= Exercise =
Your answer should hold all lines of the entries that include the word "statistics".

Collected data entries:
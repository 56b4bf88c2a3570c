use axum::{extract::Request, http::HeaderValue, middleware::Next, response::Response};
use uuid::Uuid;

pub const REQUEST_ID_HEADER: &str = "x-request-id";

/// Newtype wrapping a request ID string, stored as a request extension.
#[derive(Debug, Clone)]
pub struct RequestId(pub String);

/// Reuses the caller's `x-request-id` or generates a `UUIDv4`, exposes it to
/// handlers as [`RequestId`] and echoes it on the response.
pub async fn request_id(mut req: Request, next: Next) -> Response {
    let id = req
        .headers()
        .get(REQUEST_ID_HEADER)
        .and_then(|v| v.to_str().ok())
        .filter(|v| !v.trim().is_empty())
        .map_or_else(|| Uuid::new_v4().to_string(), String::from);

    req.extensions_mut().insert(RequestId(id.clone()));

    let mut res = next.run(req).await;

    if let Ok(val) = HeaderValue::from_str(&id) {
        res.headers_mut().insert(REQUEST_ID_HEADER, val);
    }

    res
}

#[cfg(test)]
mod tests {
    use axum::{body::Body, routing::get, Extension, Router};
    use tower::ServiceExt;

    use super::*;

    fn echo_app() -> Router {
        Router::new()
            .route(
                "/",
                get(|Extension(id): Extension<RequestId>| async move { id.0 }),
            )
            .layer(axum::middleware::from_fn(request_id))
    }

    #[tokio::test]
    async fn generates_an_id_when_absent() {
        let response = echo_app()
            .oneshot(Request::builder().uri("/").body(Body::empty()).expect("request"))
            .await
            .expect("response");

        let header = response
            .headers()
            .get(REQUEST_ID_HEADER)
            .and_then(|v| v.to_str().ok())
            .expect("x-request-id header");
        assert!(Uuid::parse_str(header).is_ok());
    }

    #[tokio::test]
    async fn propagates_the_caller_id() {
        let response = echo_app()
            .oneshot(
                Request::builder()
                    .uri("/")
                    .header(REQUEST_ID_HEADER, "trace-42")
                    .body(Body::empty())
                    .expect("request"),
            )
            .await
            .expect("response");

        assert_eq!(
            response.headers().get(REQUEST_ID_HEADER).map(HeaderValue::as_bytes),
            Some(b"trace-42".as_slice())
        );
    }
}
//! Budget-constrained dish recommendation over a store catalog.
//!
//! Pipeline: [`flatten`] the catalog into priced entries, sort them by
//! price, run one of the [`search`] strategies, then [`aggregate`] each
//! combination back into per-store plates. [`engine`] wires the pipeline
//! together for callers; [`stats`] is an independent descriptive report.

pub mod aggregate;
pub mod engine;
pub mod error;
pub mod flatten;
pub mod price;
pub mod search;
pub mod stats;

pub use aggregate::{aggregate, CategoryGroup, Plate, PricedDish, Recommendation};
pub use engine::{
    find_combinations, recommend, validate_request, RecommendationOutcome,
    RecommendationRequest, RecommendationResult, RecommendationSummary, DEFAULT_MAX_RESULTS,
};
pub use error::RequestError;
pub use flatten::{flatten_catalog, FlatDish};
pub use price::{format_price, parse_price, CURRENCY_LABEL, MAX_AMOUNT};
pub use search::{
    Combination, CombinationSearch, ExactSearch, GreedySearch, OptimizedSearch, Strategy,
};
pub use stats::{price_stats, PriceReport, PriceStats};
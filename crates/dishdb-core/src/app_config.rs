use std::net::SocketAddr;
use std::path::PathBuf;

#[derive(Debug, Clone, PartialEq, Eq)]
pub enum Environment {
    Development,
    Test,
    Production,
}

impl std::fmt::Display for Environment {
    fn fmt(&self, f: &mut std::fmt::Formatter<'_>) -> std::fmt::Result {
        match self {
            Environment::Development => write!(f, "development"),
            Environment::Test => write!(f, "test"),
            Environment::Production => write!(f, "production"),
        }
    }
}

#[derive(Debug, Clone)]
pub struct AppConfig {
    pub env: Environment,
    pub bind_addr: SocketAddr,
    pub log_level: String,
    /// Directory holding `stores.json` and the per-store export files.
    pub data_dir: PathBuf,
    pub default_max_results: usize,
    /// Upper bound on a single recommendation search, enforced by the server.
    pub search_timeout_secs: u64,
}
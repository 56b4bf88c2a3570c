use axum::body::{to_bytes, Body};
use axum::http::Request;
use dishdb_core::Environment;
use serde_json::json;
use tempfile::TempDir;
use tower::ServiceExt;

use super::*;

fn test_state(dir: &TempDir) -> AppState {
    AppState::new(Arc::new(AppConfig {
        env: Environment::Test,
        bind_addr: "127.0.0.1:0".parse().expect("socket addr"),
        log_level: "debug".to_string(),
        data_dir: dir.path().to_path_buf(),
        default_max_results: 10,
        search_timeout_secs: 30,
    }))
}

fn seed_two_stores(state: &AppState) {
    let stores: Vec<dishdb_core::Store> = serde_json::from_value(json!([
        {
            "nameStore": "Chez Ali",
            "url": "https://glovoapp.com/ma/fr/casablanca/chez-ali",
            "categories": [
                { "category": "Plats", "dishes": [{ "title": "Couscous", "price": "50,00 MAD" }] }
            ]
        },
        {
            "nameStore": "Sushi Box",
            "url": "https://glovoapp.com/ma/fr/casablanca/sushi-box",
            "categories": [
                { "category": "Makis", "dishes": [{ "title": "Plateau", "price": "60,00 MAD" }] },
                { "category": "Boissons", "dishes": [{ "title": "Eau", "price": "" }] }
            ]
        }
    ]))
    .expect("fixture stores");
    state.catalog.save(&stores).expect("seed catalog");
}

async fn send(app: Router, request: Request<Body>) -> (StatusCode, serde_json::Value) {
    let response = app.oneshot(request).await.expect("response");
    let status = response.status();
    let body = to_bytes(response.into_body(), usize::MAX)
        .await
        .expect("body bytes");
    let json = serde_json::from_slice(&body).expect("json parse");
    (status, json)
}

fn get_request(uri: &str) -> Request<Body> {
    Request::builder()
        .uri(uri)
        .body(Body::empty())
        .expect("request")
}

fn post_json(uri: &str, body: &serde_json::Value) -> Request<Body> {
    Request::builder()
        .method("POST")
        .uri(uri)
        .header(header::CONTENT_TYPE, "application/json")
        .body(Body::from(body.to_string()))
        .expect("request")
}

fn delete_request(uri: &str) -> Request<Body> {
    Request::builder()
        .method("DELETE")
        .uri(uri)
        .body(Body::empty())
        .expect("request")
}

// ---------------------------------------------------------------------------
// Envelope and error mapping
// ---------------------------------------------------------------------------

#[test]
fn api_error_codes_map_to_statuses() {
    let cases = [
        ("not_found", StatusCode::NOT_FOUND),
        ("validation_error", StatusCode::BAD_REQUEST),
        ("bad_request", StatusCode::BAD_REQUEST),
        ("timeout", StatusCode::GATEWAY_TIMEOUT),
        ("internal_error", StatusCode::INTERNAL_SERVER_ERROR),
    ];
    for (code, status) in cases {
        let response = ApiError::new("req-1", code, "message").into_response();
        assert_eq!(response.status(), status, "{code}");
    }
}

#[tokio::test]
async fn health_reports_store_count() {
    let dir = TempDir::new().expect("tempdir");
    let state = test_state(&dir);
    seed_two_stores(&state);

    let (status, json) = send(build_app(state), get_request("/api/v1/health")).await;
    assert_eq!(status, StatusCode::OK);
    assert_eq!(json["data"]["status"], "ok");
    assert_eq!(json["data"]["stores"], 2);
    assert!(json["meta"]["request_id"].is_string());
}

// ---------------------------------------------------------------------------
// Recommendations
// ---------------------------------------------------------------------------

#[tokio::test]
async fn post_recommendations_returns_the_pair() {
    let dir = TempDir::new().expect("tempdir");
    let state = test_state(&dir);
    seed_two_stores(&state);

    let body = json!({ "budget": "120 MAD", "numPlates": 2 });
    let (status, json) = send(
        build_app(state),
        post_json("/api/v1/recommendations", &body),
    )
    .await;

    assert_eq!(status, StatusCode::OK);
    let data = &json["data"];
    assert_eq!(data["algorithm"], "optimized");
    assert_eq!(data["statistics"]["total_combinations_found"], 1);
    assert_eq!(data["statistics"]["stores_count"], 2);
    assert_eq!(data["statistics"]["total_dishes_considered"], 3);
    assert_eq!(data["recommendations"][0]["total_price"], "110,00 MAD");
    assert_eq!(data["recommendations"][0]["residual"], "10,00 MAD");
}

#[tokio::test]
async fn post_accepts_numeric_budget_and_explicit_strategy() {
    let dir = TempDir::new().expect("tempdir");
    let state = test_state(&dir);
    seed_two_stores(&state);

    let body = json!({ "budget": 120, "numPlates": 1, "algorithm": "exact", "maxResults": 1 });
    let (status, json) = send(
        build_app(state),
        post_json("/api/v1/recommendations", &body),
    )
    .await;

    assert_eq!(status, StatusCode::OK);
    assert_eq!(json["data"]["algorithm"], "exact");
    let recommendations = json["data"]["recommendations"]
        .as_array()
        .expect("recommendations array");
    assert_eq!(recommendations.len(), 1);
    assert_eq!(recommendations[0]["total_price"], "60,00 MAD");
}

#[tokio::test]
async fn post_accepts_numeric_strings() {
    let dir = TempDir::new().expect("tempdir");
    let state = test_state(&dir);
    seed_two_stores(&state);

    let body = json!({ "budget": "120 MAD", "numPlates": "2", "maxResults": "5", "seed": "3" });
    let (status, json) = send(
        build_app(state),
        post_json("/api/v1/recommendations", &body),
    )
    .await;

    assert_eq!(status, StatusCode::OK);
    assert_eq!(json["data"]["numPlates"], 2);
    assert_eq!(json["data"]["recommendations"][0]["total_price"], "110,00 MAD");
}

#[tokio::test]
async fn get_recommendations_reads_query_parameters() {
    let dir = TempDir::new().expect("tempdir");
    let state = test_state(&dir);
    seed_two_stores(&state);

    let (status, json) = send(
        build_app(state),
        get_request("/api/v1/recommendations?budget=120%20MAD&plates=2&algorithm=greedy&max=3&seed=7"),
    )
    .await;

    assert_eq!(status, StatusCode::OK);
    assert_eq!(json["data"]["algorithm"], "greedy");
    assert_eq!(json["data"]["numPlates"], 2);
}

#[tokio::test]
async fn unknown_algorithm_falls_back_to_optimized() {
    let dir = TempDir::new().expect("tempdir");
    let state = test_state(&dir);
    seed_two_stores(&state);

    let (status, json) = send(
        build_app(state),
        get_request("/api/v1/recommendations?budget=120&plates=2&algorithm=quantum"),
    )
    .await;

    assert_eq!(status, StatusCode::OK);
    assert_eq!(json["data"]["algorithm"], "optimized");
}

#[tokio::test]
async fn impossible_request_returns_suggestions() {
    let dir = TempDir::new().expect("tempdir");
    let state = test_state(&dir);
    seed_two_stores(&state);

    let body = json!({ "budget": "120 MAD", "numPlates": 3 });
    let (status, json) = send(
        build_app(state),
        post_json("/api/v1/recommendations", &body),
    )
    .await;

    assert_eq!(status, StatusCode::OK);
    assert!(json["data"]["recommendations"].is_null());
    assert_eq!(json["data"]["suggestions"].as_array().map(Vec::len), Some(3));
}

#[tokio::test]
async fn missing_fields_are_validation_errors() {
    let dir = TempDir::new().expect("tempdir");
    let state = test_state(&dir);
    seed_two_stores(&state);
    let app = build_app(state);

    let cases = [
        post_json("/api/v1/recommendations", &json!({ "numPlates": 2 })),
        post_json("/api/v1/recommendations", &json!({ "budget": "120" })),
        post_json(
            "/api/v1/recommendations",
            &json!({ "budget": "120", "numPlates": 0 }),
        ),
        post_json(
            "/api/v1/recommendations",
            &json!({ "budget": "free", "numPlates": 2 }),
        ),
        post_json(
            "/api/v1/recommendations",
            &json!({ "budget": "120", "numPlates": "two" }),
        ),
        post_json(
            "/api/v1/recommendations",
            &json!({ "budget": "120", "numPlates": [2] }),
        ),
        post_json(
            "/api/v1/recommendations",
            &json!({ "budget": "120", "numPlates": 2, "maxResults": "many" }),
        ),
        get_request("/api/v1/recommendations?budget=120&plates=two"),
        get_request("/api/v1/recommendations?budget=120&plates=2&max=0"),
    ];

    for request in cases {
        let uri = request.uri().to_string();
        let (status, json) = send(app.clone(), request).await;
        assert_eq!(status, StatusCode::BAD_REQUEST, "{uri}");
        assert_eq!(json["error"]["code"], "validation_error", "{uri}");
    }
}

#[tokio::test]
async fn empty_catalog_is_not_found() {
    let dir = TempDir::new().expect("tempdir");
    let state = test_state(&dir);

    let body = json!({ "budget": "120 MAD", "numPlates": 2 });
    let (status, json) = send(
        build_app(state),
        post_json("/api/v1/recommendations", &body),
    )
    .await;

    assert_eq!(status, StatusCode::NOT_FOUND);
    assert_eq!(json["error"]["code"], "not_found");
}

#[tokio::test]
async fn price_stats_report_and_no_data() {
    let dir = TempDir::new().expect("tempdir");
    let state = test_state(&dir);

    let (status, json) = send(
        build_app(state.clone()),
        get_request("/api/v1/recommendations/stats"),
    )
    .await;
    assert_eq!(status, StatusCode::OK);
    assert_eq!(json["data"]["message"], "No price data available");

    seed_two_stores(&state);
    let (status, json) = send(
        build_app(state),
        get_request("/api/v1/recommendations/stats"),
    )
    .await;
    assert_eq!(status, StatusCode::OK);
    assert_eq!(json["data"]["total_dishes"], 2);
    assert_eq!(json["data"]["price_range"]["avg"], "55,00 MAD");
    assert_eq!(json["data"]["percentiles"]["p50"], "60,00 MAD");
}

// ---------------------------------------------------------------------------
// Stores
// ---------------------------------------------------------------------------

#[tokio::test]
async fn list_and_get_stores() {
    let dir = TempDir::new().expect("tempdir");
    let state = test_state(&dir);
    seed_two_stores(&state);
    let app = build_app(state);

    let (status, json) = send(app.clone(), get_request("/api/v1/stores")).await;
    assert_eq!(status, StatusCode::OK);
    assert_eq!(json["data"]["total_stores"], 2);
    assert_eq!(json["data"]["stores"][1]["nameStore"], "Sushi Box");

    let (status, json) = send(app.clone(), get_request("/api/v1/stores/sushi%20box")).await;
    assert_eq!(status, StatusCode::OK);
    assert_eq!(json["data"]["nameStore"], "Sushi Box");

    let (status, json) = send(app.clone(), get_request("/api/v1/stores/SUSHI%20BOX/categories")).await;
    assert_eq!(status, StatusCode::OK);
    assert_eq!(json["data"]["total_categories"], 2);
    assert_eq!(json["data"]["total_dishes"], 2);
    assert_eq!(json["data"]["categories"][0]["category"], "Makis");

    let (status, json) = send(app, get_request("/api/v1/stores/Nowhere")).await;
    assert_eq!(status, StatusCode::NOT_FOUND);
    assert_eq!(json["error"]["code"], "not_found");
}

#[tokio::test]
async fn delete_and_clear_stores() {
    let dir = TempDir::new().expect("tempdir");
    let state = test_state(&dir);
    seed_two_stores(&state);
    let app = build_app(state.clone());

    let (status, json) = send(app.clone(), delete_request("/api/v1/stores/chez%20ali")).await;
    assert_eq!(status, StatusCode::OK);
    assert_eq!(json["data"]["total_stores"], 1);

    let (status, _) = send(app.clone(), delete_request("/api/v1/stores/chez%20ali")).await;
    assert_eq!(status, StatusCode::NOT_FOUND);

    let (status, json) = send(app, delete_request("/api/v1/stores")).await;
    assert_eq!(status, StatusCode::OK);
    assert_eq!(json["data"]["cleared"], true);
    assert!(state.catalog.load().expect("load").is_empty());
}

= Answer to this exercise =
    assert_eq!(data["statistics"]["total_combinations_found"], 1);
    assert_eq!(data["statistics"]["stores_count"], 2);
    assert_eq!(data["statistics"]["total_dishes_considered"], 3);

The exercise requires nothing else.